Look at prosumer purchasing behavior today. Why are knowledge workers paying $200/month for Claude when capable alternatives exist? Who is buying all these Substacks? Why did thousands spend $500 on Mac Minis to run cloud models and open source agents?

These are luxury purchases. People vote with their wallets for a worldview they want to support and associate with.

“When your customer can build anything, the only thing worth selling is what to believe.” This is the business of luxury, and it’s the only business left in software.

What This Means

If you’re selling to prosumers (which more startups are than they realize), your worldview is your product. Everything else follows.

Articulation comes first. Before building features, you need a point of view sharp enough that makes clear what people are buying into. Claude isn’t dramatically better than alternatives, but using it signals philosophy. It’s “the thinking man’s AI.”

Opinion is a feature. Consistently offer a point of view. People are often looking for someone to tell them what to do. The most beloved products encode philosophy in defaults: The Linear Method, or Obsidian’s “file over app.”

Design for identity. Every product decision reinforces or dilutes the identity your users are constructing. Marc and Los at Danger Testing understand this—they drop apps like musicians drop singles, small expressive software that says something. You don’t use their apps daily, but you share them because they signal taste.

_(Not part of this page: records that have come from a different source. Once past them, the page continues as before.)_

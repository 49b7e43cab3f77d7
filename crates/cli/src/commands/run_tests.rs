// SPDX-License-Identifier: BUSL-1.1
// Copyright (c) 2026 Alfred Jean LLC

use super::*;
use clap::Parser;
use std::time::Duration;

#[derive(Parser)]
struct Harness {
    #[command(flatten)]
    run: RunArgs,
}

fn parse(argv: &[&str]) -> RunArgs {
    Harness::parse_from(std::iter::once("outrun-run").chain(argv.iter().copied())).run
}

#[test]
fn trailing_arguments_keep_hyphens() {
    let args = parse(&["--timeout-ms", "500", "ls", "-la", "/tmp"]);
    assert_eq!(args.program, "ls");
    assert_eq!(args.args, ["-la", "/tmp"]);

    let config = args.config();
    assert_eq!(config.command_line(), "ls -la /tmp");
    assert_eq!(config.timeout_duration(), Some(Duration::from_millis(500)));
}

#[test]
fn argument_string_is_split_at_launch() {
    let args = parse(&["--args", "-n 'two words'", "echo"]);
    let config = args.config();
    assert_eq!(config.argument_list().to_argv().unwrap(), ["-n", "two words"]);
}

#[test]
fn argument_string_conflicts_with_trailing_arguments() {
    let parsed = Harness::try_parse_from(["outrun-run", "--args", "x", "echo", "y"]);
    assert!(parsed.is_err());
}

#[test]
fn zero_timeout_means_none() {
    let config = parse(&["--timeout-ms", "0", "true"]).config();
    assert_eq!(config.timeout_duration(), None);
}

#[test]
fn collects_env_and_shell_flags() {
    let args = parse(&["-e", "A=1", "--env", "B=two", "--shell", "-o", "json", "true"]);
    assert_eq!(args.env, [("A".to_string(), "1".to_string()), ("B".to_string(), "two".to_string())]);
    assert!(args.shell);
    assert_eq!(args.output, OutputFormat::Json);
    assert!(!args.config().streams_redirected());
}

#[yare::parameterized(
    success = { Outcome::Exited(0), 0 },
    child_code = { Outcome::Exited(3), 3 },
    timed_out = { Outcome::TimedOut, 124 },
    failed = { Outcome::Failed, 125 },
)]
fn maps_outcome_to_exit_status(outcome: Outcome, expected: i32) {
    let result = ExecutionResult::builder().outcome(outcome).build();
    assert_eq!(exit_status(&result), expected);
}
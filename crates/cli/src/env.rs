// SPDX-License-Identifier: BUSL-1.1
// Copyright (c) 2026 Alfred Jean LLC

//! Centralized environment variable access for the CLI.

use std::path::PathBuf;

/// Version string: package version plus the git hash captured at build time.
pub const VERSION: &str = concat!(env!("CARGO_PKG_VERSION"), " (", env!("BUILD_GIT_HASH"), ")");

/// Log filter directives: `OUTRUN_LOG` > `RUST_LOG` > `warn`.
pub fn log_filter() -> String {
    std::env::var("OUTRUN_LOG")
        .or_else(|_| std::env::var("RUST_LOG"))
        .ok()
        .filter(|s| !s.is_empty())
        .unwrap_or_else(|| "warn".to_string())
}

/// Write logs to this file instead of stderr (`OUTRUN_LOG_FILE`).
pub fn log_file() -> Option<PathBuf> {
    std::env::var("OUTRUN_LOG_FILE").ok().filter(|s| !s.is_empty()).map(PathBuf::from)
}

/// Default run timeout in milliseconds when `--timeout-ms` is not given
/// (`OUTRUN_TIMEOUT_MS`; unset or `0` means no timeout).
pub fn default_timeout_ms() -> Option<u64> {
    std::env::var("OUTRUN_TIMEOUT_MS").ok().and_then(|s| s.parse::<u64>().ok()).filter(|&ms| ms > 0)
}

/// `NO_COLOR=1` disables color.
pub fn no_color() -> bool {
    std::env::var("NO_COLOR").is_ok_and(|v| v == "1")
}

/// `COLOR=1` forces color.
pub fn force_color() -> bool {
    std::env::var("COLOR").is_ok_and(|v| v == "1")
}

#[cfg(test)]
#[path = "env_tests.rs"]
mod tests;
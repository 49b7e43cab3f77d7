// SPDX-License-Identifier: BUSL-1.1
// Copyright (c) 2026 Alfred Jean LLC

use super::*;
use std::time::Duration;

#[test]
fn starts_incomplete() {
    assert!(!CompletionSignal::new().is_complete());
}

#[test]
fn completing_twice_is_a_no_op() {
    let signal = CompletionSignal::new();
    assert!(signal.complete());
    assert!(!signal.complete());
    assert!(signal.is_complete());
}

#[test]
fn clones_share_state() {
    let signal = CompletionSignal::new();
    let other = signal.clone();
    other.complete();
    assert!(signal.is_complete());
}

#[tokio::test]
async fn wait_returns_immediately_when_already_complete() {
    let signal = CompletionSignal::new();
    signal.complete();
    tokio::time::timeout(Duration::from_millis(100), signal.wait()).await.unwrap();
}

#[tokio::test]
async fn wait_wakes_every_waiter() {
    let signal = CompletionSignal::new();
    let waiters: Vec<_> = (0..3)
        .map(|_| {
            let signal = signal.clone();
            tokio::spawn(async move { signal.wait().await })
        })
        .collect();

    tokio::task::yield_now().await;
    signal.complete();

    for waiter in waiters {
        tokio::time::timeout(Duration::from_secs(1), waiter).await.unwrap().unwrap();
    }
}

#[tokio::test]
async fn wait_pends_until_completed() {
    let signal = CompletionSignal::new();
    let pending = tokio::time::timeout(Duration::from_millis(20), signal.wait()).await;
    assert!(pending.is_err());
}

Open Product Hunt on any given day and you’ll see dozens of “AI-powered” tools doing the same thing, with the same landing page template, same value propositions, and empty Discord servers. This is startup slop: building without taste, craft, or intention.

The alternative is luxury. Give people something to believe in. Ensure your work and words align. Build a world worth inhabiting. The nature of technology business is changing, but the opportunity has never been greater.

In software, everything else is dead on arrival.